*** Opening INFORMATION PROVIDED ***
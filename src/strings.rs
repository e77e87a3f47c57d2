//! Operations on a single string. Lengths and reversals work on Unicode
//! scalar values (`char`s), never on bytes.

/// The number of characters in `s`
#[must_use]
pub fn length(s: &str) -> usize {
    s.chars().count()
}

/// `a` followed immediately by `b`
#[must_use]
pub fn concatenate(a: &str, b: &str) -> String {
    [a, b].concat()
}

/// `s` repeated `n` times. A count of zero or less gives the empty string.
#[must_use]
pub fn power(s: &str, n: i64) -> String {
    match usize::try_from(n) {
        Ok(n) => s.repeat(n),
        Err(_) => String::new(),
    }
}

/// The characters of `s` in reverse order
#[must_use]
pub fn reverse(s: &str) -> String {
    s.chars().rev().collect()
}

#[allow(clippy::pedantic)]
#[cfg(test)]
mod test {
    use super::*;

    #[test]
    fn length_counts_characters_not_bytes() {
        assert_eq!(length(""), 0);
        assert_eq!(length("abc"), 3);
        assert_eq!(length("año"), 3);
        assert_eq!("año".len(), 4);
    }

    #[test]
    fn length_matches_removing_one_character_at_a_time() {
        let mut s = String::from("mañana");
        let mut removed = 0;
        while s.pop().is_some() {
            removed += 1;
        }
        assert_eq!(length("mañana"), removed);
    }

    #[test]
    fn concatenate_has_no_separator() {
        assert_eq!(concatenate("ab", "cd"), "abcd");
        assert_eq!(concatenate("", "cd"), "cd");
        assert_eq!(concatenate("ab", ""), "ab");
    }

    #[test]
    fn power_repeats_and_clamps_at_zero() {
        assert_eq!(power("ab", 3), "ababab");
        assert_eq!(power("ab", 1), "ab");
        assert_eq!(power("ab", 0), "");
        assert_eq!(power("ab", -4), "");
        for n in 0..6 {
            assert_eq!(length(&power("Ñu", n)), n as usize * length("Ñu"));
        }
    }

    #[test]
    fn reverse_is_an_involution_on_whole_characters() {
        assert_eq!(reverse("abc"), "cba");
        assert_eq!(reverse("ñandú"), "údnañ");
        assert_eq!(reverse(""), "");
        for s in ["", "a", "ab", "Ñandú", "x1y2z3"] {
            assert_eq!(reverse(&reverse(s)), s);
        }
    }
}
*** Closing INFORMATION PROVIDED ***
*** Opening INFORMATION PROVIDED ***
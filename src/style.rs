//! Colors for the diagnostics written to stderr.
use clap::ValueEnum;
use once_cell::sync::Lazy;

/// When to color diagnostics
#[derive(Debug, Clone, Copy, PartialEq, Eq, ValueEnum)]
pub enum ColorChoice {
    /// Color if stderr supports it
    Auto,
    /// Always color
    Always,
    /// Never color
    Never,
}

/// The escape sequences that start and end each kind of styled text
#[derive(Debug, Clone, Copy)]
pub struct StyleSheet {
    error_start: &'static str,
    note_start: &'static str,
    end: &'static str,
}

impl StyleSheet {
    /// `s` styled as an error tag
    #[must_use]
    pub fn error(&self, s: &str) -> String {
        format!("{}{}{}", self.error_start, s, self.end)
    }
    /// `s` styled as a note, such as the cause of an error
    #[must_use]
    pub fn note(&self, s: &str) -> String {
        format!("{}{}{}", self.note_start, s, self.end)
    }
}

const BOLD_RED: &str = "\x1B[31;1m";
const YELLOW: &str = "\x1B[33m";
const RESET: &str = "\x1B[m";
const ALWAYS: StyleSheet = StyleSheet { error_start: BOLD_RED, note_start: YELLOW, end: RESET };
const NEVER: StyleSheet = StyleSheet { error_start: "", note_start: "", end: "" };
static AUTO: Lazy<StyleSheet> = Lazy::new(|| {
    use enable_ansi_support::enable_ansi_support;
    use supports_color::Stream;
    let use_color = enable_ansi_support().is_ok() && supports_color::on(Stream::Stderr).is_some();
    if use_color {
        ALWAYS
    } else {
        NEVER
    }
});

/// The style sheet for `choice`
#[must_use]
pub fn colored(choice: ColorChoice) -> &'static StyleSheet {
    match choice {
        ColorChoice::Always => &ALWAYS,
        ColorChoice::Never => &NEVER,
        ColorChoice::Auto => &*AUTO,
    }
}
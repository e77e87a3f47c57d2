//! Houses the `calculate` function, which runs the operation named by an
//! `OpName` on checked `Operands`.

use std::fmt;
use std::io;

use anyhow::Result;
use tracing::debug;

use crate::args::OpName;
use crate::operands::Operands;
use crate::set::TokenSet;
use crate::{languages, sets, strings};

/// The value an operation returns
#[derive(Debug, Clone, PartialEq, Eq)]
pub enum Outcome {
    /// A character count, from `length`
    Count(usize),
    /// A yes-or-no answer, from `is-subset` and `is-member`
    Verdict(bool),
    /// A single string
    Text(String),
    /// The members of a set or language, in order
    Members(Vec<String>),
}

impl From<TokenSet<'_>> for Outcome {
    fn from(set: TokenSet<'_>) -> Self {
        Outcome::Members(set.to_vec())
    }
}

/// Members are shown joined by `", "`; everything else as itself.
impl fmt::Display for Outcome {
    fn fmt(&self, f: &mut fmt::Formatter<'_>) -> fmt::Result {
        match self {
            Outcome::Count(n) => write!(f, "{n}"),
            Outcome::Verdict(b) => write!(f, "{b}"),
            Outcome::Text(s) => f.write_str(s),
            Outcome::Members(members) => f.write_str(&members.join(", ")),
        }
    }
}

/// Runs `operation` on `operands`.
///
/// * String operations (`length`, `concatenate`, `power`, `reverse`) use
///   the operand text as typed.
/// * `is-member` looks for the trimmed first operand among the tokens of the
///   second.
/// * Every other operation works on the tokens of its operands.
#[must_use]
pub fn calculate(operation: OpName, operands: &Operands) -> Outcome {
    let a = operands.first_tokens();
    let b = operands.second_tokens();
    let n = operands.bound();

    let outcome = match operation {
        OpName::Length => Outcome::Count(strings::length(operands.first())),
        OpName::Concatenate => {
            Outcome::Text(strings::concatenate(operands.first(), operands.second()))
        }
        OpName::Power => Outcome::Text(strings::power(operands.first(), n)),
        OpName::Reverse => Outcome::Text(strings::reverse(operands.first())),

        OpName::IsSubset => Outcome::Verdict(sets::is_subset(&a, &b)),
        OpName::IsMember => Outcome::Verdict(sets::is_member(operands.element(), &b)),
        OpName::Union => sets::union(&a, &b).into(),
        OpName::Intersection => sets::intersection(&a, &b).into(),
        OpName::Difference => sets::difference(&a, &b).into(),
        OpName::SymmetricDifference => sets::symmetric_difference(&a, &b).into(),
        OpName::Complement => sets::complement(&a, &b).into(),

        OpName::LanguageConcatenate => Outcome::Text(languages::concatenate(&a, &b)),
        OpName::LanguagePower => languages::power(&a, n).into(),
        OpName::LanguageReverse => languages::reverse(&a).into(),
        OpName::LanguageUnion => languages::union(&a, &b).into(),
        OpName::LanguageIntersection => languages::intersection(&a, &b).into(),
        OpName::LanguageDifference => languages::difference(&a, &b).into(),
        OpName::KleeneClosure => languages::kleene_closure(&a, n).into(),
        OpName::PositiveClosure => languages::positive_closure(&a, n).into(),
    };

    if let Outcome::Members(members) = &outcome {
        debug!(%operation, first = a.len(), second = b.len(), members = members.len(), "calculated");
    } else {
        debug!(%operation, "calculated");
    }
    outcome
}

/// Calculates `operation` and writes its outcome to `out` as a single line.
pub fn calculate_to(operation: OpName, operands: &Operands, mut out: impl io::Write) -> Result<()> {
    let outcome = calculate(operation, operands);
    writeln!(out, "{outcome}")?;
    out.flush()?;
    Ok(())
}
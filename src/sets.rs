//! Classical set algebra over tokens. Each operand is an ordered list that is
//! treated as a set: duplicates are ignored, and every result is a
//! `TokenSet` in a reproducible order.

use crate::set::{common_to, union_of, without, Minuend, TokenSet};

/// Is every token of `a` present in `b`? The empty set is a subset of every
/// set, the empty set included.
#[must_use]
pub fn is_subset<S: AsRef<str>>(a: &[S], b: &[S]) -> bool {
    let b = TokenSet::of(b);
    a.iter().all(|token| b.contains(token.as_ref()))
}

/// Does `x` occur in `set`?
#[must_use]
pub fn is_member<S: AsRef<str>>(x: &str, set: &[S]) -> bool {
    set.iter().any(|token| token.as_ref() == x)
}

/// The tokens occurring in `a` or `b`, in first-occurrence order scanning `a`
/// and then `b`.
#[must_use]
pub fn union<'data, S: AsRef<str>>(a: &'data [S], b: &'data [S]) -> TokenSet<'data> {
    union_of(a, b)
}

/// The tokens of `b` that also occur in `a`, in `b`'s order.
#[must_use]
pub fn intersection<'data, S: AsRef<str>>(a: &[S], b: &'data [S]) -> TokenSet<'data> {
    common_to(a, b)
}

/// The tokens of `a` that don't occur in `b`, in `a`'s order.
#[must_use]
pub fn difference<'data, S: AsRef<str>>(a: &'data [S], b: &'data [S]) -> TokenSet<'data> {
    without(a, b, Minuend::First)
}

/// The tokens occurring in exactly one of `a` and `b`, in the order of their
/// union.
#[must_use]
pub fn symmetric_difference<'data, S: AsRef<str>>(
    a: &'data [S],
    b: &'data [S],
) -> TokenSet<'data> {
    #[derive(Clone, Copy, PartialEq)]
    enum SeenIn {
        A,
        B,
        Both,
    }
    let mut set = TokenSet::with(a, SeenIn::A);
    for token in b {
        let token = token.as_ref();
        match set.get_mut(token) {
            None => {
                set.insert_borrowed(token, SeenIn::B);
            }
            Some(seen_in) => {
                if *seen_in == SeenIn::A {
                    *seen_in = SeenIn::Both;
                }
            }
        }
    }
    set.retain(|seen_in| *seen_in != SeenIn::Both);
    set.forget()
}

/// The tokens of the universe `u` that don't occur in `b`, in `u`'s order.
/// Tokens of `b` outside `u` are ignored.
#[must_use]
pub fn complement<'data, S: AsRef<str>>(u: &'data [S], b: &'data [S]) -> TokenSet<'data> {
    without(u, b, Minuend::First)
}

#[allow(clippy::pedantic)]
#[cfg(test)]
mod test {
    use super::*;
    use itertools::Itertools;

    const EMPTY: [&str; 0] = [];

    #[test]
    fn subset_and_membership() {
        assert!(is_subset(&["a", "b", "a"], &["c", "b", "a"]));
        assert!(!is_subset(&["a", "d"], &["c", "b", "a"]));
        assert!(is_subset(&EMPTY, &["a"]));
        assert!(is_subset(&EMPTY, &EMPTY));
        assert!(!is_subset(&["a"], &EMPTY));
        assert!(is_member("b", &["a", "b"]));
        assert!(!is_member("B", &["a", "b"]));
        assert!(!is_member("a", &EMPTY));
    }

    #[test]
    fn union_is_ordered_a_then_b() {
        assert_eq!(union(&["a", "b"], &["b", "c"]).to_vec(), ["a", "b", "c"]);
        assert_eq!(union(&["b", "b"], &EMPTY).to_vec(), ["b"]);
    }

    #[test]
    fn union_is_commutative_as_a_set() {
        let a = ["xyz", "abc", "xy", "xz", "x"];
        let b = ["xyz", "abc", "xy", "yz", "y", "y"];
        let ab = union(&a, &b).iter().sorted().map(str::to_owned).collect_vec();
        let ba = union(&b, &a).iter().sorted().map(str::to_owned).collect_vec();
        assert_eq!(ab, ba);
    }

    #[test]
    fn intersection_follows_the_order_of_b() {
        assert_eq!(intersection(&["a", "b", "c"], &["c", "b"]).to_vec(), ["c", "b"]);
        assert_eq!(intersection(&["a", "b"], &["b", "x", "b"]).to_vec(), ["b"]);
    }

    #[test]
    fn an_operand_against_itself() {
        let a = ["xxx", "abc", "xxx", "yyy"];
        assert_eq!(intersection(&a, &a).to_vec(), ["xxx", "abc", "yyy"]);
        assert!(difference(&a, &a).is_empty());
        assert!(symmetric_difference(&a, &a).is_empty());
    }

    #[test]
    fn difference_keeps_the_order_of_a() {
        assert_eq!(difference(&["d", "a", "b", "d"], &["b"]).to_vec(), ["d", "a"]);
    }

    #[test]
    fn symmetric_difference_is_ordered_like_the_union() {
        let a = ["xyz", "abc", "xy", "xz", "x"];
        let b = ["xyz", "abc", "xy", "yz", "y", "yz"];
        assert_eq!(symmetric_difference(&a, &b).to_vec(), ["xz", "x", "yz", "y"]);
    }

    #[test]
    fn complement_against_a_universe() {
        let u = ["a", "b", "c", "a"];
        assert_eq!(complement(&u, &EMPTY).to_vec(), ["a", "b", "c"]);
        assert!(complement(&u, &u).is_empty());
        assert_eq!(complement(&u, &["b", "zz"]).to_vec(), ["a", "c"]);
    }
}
*** Closing INFORMATION PROVIDED ***
*** Opening INFORMATION PROVIDED ***
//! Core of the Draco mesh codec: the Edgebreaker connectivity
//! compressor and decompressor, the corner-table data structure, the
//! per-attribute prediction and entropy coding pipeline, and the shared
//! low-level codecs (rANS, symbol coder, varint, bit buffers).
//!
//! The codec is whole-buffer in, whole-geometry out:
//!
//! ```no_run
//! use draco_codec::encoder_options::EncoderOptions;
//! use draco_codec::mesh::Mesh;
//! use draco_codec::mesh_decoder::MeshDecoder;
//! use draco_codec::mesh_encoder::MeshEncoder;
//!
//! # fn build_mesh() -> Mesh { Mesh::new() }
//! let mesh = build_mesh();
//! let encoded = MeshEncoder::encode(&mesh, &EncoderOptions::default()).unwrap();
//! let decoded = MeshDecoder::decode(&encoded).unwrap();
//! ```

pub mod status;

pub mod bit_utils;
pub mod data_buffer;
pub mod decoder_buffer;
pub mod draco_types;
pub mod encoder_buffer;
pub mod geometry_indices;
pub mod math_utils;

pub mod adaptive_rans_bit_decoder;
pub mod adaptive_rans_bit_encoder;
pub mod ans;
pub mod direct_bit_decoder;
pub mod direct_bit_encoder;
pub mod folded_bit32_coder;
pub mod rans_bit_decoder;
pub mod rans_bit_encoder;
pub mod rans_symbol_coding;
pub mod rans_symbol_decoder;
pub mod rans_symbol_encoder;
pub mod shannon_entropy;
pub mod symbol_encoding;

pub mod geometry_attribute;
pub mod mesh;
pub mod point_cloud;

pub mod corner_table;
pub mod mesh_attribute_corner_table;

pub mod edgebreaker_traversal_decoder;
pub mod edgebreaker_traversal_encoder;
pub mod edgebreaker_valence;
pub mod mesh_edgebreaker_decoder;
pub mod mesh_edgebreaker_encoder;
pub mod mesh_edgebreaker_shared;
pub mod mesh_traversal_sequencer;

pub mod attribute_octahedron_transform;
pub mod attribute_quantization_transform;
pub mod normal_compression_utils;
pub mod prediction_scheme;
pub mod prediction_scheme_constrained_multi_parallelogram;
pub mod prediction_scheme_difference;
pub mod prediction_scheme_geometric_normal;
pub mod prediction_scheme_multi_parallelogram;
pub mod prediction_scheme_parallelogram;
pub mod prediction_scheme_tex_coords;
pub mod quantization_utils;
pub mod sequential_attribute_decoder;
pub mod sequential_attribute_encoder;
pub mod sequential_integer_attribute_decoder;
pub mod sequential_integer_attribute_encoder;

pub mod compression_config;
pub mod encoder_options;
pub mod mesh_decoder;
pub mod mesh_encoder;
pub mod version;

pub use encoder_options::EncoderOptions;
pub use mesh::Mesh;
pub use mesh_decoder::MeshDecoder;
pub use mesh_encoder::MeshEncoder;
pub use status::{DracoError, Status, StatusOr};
*** Closing INFORMATION PROVIDED ***
▶ WHAT NEEDS TO BE DONE: From the records above, quote only the lines running from the line with "varint, bit buffers)." to the line with "pub mod mesh_traversal_sequencer;", both lines included.

▶ TASK RESULT:
//! low-level codecs (rANS, symbol coder, varint, bit buffers).
//!
//! The codec is whole-buffer in, whole-geometry out:
//!
//! ```no_run
//! use draco_codec::encoder_options::EncoderOptions;
//! use draco_codec::mesh::Mesh;
//! use draco_codec::mesh_decoder::MeshDecoder;
//! use draco_codec::mesh_encoder::MeshEncoder;
//!
//! # fn build_mesh() -> Mesh { Mesh::new() }
//! let mesh = build_mesh();
//! let encoded = MeshEncoder::encode(&mesh, &EncoderOptions::default()).unwrap();
//! let decoded = MeshDecoder::decode(&encoded).unwrap();
//! ```

pub mod status;

pub mod bit_utils;
pub mod data_buffer;
pub mod decoder_buffer;
pub mod draco_types;
pub mod encoder_buffer;
pub mod geometry_indices;
pub mod math_utils;

pub mod adaptive_rans_bit_decoder;
pub mod adaptive_rans_bit_encoder;
pub mod ans;
pub mod direct_bit_decoder;
pub mod direct_bit_encoder;
pub mod folded_bit32_coder;
pub mod rans_bit_decoder;
pub mod rans_bit_encoder;
pub mod rans_symbol_coding;
pub mod rans_symbol_decoder;
pub mod rans_symbol_encoder;
pub mod shannon_entropy;
pub mod symbol_encoding;

pub mod geometry_attribute;
pub mod mesh;
pub mod point_cloud;

pub mod corner_table;
pub mod mesh_attribute_corner_table;

pub mod edgebreaker_traversal_decoder;
pub mod edgebreaker_traversal_encoder;
pub mod edgebreaker_valence;
pub mod mesh_edgebreaker_decoder;
pub mod mesh_edgebreaker_encoder;
pub mod mesh_edgebreaker_shared;
pub mod mesh_traversal_sequencer;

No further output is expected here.